Como escritor de ficción o como periodista, parecería que Millás siempre toma partido. Otros periodistas quizá serían más cautos y más equilibrados.

En un reportaje, primero voy con una mirada ingenua para saber dónde debo colocarme. Es decir, sin un juicio previo. Para saber dónde debo colocarme para contar esa historia. Yo trabajo mucho lo que en el cine se llama el emplazamiento de cámara. Es decir, el punto de vista, desde dónde voy a contar esa historia. Y yo no puedo empezar a escribir hasta que no sé desde dónde se va a empezar a contar esa historia. Y esto es un espacio moral. François Truffaut dijo alguna vez que la decisión de dónde colocas la cámara es una decisión de orden moral.

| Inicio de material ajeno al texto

impl OrderRouter {
    pub fn new(
        registry: Arc<StrategyRegistry>,
        adapters: HashMap<(Venue, MarketVariant), Arc<dyn ExchangeAdapter>>,
        reports_tx: mpsc::UnboundedSender<OrderReport>,
    ) -> Self {
        Self {
            registry,
            adapters,
            in_flight: parking_lot::RwLock::new(HashMap::new()),
            reports_tx,
            seq: AtomicU64::new(0),
            retirement_ttl: DEFAULT_RETIREMENT_TTL,
        }
    }

    /// Core-generated client_order_id: millisecond time prefix plus a
    /// monotonic counter, unique per process.
    pub fn generate_client_order_id(&self) -> String {
        let n = self.seq.fetch_add(1, Ordering::Relaxed);
        let ts = crate::signer::Signer::timestamp_ms();
        format!("core-{ts}-{n}")
    }

    fn publish(&self, report: OrderReport) {
        if self.reports_tx.send(report).is_err() {
            warn!("reports channel has no receiver; report dropped");
        }
    }

    #[instrument(skip(self, req), fields(strategy_id, symbol = %req.symbol))]
    pub async fn place_order(&self, strategy_id: &str, mut req: PlaceOrderRequest) -> OrderReport {
        let strategy = match self.registry.get(strategy_id) {
            Some(s) if s.enabled => s,
            Some(_) | None => {
                let report = reject(strategy_id, None, "UNKNOWN_STRATEGY", "unknown or disabled strategy");
                self.publish(report.clone());
                return report;
            }
        };

        if req.client_order_id.is_empty() {
            req.client_order_id = self.generate_client_order_id();
        }

        let order = Order {
            client_order_id: req.client_order_id.clone(),
            venue_order_id: None,
            strategy_id: strategy_id.to_string(),
            symbol: req.symbol.clone(),
            side: req.side,
            order_type: req.order_type,
            tif: req.tif,
            qty: req.qty,
            price: req.price,
            pos_side: req.pos_side,
            state: OrderState::New,
        };
        self.in_flight.write().insert(
            order.client_order_id.clone(),
            InFlightEntry { order, retire_at: None },
        );

        let key = (strategy.account.venue, strategy.account.market_variant);
        let adapter = match self.adapters.get(&key) {
            Some(a) => a.clone(),
            None => {
                let report = self.fail(&req.client_order_id, strategy_id, "no adapter configured for account");
                self.publish(report.clone());
                return report;
            }
        };

        self.set_state(&req.client_order_id, OrderState::Submitted);

        let report = match adapter.place_order(&strategy.account, &req).await {
            Ok(mut report) => {
                if report.venue_order_id.is_none() && report.status == OrderState::Accepted {
                    warn!(client_order_id = %req.client_order_id, "accepted response missing venue_order_id");
                    report.status = OrderState::Failed;
                    report.error_code = Some("PROTOCOL".to_string());
                    report.error_msg = Some("acceptance response missing venue_order_id".into());
                }
                report.strategy_id = strategy_id.to_string();
                report.client_order_id = Some(req.client_order_id.clone());
                report
            }
            Err(err) => self.failure_report(&req.client_order_id, strategy_id, err),
        };

        self.apply_report(&report);
        self.publish(report.clone());
        report
    }

    #[instrument(skip(self), fields(strategy_id, symbol))]
    pub async fn cancel_order(
        &self,
        strategy_id: &str,
        symbol: &str,
        target: CancelTarget,
    ) -> OrderReport {
        let strategy = match self.registry.get(strategy_id) {
            Some(s) if s.enabled => s,
            _ => return reject(strategy_id, None, "UNKNOWN_STRATEGY", "unknown or disabled strategy"),
        };

        let key = (strategy.account.venue, strategy.account.market_variant);
        let Some(adapter) = self.adapters.get(&key).cloned() else {
            return reject(strategy_id, None, "CONFIG", "no adapter configured for account");
        };

        let client_order_id = match &target {
            CancelTarget::ClientOrderId(id) => Some(id.clone()),
            CancelTarget::VenueOrderId(_) => None,
        };

        let report = match adapter.cancel_order(&strategy.account, symbol, target).await {
            Ok(mut r) => {
                r.strategy_id = strategy_id.to_string();
                r
            }
            Err(err) => self.failure_report(
                client_order_id.as_deref().unwrap_or(""),
                strategy_id,
                err,
            ),
        };

        self.apply_report(&report);
        self.publish(report.clone());
        report
    }

    #[instrument(skip(self), fields(strategy_id, symbol))]
    pub async fn cancel_all(&self, strategy_id: &str, symbol: Option<&str>) -> OrderReport {
        let strategy = match self.registry.get(strategy_id) {
            Some(s) if s.enabled => s,
            _ => return reject(strategy_id, None, "UNKNOWN_STRATEGY", "unknown or disabled strategy"),
        };

        let key = (strategy.account.venue, strategy.account.market_variant);
        let Some(adapter) = self.adapters.get(&key).cloned() else {
            return reject(strategy_id, None, "CONFIG", "no adapter configured for account");
        };

        let report = match adapter.cancel_all(&strategy.account, symbol).await {
            Ok(mut r) => {
                r.strategy_id = strategy_id.to_string();
                r
            }
            Err(err) => self.failure_report("", strategy_id, err),
        };

        self.publish(report.clone());
        report
    }

    /// Correlate an asynchronous user-data-stream update (venue-native,
    /// already normalized by the caller into an `OrderReport`) back to the
    /// in-flight table, preferring `client_order_id` and falling back to
    /// `venue_order_id`.
    pub fn correlate_update(&self, mut report: OrderReport) {
        let mut table = self.in_flight.write();

        let matched_id = report.client_order_id.clone().or_else(|| {
            report.venue_order_id.as_ref().and_then(|vid| {
                table
                    .values()
                    .find(|e| e.order.venue_order_id.as_deref() == Some(vid.as_str()))
                    .map(|e| e.order.client_order_id.clone())
            })
        });

        if let Some(id) = matched_id {
            if let Some(entry) = table.get_mut(&id) {
                entry.order.state = report.status;
                if report.venue_order_id.is_some() {
                    entry.order.venue_order_id = report.venue_order_id.clone();
                }
                if report.status.is_terminal() {
                    entry.retire_at = Some(Instant::now() + self.retirement_ttl);
                }
                report.client_order_id = Some(id);
            }
        }
        drop(table);
        self.publish(report);
    }

    /// Drop in-flight entries past their retirement TTL. Call periodically
    /// from the supervisor's timer loop.
    pub fn sweep_retired(&self) {
        let now = Instant::now();
        self.in_flight.write().retain(|_, entry| match entry.retire_at {
            Some(at) => at > now,
            None => true,
        });
    }

    pub fn in_flight_count(&self) -> usize {
        self.in_flight.read().len()
    }

    pub fn get_order(&self, client_order_id: &str) -> Option<Order> {
        self.in_flight.read().get(client_order_id).map(|e| e.order.clone())
    }

    /// Snapshot of every order currently in the table, terminal or not. Fed
    /// to the Supervisor's reconciliation pass on reconnect.
    pub fn in_flight_orders(&self) -> Vec<Order> {
        self.in_flight.read().values().map(|e| e.order.clone()).collect()
    }

    fn set_state(&self, client_order_id: &str, state: OrderState) {
        if let Some(entry) = self.in_flight.write().get_mut(client_order_id) {
            entry.order.state = state;
        }
    }

    fn apply_report(&self, report: &OrderReport) {
        let Some(id) = &report.client_order_id else { return };
        let mut table = self.in_flight.write();
        if let Some(entry) = table.get_mut(id) {
            entry.order.state = report.status;
            if report.venue_order_id.is_some() {
                entry.order.venue_order_id = report.venue_order_id.clone();
            }
            if report.status.is_terminal() {
                entry.retire_at = Some(Instant::now() + self.retirement_ttl);
            }
        }
    }

    fn failure_report(&self, client_order_id: &str, strategy_id: &str, err: CoreError) -> OrderReport {
        OrderReport {
            report_type: ReportType::OrderUpdate,
            strategy_id: strategy_id.to_string(),
            client_order_id: if client_order_id.is_empty() { None } else { Some(client_order_id.to_string()) },
            venue_order_id: None,
            status: OrderState::Failed,
            filled_qty: 0.0,
            avg_fill_price: 0.0,
            fee: None,
            error_code: Some(err.code().to_string()),
            error_msg: Some(err.to_string()),
            ts: crate::signer::Signer::timestamp_ms(),
        }
    }

    fn fail(&self, client_order_id: &str, strategy_id: &str, msg: &str) -> OrderReport {
        OrderReport {
            report_type: ReportType::OrderUpdate,
            strategy_id: strategy_id.to_string(),
            client_order_id: Some(client_order_id.to_string()),
            venue_order_id: None,
            status: OrderState::Failed,
            filled_qty: 0.0,
            avg_fill_price: 0.0,
            fee: None,
            error_code: Some("CONFIG".to_string()),
            error_msg: Some(msg.to_string()),
            ts: crate::signer::Signer::timestamp_ms(),
        }
    }
}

Hacer un reportaje como el que hizo en Montevideo le lleva unos 10 días al Millás periodista. Sería mucho menos si se tratara de una entrevista. Pero Millás se rehúsa a escribir artículo de preguntas y respuestas porque dice que no lo sabe hacer. ¿Cómo es esto de que un periodista no sabe preguntar?

El género de entrevista me gusta mucho y me parece muy difícil. A mí lo que me gusta es hacer reportajes, estar con un personaje tres días y, además, filtrarlo por mí. Contar mi experiencia con ese personaje. Cuando nos llevan a la chacra de Mujica, nos dicen “tenéis dos horas”. Pero yo no sé hacer entrevistas. Yo lo que hago son reportajes. Además, a Mujica se le ha preguntado todo lo que se le tiene que preguntar. Entonces, en un momento determinado de la reunión en la chacra, se me ocurrió que ahí sí podía funcionar algo que era la sinceridad. Entonces apagué el grabador y le dije “mire esto que estoy haciendo no lo sé hacer”. Eso provoca un estupor en el jefe de prensa. “Me traen de España a un gilipollas”, habrán pensado. Pero mi sinceridad con el presidente fue muy eficaz.

Millas se define como un hombre de izquierda. Quizá por ello, su retrato de Mujica está escrito con cierta simpatía por el mandatario uruguayo y contiene el mensaje implícito de que es posible una forma de gobernar diferente –y que él aplaude– a la que conoció su país cuando el Partido Socialista Obrero Español (PSOE) tuvo las riendas del poder.

Yo fui a Montevideo sin un juicio previo sobre Mujica. Ahora, me encontré con que es un hombre que, en un contexto de derechas, está haciendo una política de izquierdas. Bajó la pobreza, la inflación está contenida, ha conseguido que las tormentas financieras de Brasil y Argentina no afecten tanto como le afectaban antes. Uruguay ahora tiene una fortaleza económica porque se ha preocupado por la economía real. Porque no ha puesto el acento en la economía financiera, sino en la economía real. El mundo contemporáneo es un mundo globalizado, en el peor sentido de la palabra porque la globalización ha hecho mucho daño a los pobres. Y en un entorno capitalista, sin embargo, Mujica ha conseguido hacer una política de izquierda. No tiene atadas las manos y los pies. Mujica es un modelo. Y claro que me gustaría un presidente como Mujica en España. En todo el mundo me gustaría un presidente como Mujica.